Task description
Among the entries that follow, how many lines contain the string "starts"? Write the number alone.

——————

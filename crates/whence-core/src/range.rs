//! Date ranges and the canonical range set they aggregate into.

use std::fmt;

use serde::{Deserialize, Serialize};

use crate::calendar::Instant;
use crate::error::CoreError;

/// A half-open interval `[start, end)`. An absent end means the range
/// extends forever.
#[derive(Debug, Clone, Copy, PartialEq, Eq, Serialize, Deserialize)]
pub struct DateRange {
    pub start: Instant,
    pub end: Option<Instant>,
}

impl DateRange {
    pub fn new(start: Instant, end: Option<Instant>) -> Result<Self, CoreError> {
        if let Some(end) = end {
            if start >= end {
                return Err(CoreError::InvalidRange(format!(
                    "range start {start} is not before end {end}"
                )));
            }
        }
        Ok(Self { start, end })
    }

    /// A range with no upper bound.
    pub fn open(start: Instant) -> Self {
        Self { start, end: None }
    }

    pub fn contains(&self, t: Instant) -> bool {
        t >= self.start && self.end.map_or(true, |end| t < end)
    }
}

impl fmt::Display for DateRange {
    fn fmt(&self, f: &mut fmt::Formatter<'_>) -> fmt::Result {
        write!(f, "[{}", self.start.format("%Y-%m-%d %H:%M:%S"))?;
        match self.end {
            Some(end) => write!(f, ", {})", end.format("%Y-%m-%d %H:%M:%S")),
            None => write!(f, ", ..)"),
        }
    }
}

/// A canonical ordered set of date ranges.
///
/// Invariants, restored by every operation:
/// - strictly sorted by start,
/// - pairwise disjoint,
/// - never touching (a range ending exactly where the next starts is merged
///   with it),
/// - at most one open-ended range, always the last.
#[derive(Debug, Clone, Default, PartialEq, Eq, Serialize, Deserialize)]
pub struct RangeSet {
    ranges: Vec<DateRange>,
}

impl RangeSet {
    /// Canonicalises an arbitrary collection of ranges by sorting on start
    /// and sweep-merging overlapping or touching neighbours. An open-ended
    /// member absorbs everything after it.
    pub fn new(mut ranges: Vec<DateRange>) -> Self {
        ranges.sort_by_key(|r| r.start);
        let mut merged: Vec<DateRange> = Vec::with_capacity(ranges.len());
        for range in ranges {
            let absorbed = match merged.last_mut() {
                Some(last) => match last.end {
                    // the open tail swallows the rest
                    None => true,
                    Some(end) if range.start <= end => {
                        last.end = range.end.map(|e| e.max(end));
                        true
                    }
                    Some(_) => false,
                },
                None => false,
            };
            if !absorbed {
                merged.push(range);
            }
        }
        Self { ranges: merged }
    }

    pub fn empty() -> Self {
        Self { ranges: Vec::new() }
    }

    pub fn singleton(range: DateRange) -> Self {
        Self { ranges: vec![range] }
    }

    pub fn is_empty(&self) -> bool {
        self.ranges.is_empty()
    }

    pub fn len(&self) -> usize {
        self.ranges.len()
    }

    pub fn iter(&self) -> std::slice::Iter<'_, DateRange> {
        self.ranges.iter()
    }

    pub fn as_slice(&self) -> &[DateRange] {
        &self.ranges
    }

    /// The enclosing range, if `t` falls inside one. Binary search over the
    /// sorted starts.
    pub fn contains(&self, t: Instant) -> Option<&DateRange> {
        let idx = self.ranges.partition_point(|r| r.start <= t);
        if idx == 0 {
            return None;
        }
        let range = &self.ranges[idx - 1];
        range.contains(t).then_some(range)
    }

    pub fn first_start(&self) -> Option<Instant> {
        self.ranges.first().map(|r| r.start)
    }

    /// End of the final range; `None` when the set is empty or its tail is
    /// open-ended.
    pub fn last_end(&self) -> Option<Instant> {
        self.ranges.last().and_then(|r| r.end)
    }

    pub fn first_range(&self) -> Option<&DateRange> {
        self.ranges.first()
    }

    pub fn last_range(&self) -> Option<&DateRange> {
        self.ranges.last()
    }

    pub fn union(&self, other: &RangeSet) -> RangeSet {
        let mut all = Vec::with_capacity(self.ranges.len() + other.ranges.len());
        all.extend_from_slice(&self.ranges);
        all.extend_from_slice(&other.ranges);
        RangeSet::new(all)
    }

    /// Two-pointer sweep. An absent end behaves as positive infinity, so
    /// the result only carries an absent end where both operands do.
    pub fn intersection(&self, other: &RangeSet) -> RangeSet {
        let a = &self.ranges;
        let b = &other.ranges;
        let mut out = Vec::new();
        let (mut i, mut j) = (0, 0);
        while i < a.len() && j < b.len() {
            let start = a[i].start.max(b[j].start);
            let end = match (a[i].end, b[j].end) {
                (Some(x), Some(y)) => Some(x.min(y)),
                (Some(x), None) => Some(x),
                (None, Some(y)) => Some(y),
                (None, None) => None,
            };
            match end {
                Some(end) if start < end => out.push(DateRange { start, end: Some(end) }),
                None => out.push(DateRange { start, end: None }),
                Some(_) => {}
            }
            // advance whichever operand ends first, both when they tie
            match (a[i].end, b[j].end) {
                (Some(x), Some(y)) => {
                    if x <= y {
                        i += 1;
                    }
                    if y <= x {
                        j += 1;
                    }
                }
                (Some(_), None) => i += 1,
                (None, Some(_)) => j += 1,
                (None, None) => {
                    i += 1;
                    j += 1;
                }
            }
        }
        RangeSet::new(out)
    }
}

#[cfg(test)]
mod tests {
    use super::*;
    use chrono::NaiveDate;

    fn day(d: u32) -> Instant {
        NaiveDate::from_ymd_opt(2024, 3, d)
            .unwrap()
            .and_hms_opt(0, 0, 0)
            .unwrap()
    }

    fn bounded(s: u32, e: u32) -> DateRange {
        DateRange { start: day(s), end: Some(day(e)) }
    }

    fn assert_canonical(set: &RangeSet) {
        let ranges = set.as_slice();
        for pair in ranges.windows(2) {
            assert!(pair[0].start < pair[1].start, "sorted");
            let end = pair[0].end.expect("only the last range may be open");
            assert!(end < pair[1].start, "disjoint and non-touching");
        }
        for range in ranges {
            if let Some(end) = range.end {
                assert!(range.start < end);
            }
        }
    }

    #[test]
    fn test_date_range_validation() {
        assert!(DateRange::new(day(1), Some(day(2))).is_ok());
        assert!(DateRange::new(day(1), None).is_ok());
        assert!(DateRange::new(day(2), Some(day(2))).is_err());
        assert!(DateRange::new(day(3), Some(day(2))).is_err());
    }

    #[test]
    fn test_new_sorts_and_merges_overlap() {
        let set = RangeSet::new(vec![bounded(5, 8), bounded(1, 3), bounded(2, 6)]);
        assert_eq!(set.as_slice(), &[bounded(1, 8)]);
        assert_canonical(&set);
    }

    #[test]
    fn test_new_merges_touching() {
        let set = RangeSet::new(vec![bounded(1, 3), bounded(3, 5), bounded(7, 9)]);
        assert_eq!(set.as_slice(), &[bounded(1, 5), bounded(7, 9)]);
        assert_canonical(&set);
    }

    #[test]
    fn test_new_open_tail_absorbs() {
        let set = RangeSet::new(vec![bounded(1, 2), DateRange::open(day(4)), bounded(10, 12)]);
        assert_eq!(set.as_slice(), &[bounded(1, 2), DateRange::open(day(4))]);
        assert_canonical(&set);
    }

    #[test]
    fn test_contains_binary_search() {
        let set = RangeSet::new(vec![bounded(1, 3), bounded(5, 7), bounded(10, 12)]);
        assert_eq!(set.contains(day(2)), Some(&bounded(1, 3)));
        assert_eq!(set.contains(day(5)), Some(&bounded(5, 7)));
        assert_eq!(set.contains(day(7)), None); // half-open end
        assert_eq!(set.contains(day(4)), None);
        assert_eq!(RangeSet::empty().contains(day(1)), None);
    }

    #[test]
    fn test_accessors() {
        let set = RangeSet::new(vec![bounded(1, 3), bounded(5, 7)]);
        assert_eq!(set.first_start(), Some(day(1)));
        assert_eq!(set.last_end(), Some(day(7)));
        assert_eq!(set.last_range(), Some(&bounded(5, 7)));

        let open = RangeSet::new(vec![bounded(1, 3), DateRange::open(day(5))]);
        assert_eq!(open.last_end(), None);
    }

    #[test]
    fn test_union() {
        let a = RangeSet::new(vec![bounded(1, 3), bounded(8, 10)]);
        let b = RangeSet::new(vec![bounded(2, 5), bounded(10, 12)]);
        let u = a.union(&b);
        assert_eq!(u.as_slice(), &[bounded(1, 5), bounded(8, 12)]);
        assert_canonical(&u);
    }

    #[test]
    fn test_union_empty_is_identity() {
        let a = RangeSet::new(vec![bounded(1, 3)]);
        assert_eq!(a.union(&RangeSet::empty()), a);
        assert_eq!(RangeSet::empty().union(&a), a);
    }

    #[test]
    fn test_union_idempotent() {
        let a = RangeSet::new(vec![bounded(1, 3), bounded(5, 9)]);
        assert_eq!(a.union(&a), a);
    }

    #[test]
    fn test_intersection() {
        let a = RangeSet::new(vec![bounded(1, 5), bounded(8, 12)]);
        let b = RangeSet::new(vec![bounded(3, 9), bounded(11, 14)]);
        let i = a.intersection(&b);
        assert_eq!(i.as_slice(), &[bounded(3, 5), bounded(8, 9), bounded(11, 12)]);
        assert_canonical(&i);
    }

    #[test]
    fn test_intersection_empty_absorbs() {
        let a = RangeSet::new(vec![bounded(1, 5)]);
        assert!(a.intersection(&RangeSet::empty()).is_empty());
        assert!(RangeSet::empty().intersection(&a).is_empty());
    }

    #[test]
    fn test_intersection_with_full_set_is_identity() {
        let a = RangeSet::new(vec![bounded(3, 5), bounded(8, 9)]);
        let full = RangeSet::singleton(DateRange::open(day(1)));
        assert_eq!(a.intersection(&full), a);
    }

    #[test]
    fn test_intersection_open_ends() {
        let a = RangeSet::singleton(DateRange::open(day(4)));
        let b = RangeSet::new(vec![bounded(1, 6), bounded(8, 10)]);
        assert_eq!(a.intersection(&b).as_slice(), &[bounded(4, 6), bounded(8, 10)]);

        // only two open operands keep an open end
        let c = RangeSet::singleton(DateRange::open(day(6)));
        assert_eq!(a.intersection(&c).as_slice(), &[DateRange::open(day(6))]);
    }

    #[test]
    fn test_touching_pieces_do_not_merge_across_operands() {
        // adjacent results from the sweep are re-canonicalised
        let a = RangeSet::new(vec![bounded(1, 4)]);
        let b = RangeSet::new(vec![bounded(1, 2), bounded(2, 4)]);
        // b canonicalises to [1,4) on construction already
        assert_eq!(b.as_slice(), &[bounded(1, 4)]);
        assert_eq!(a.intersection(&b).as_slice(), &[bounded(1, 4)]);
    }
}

——————

Answer to the exercise
2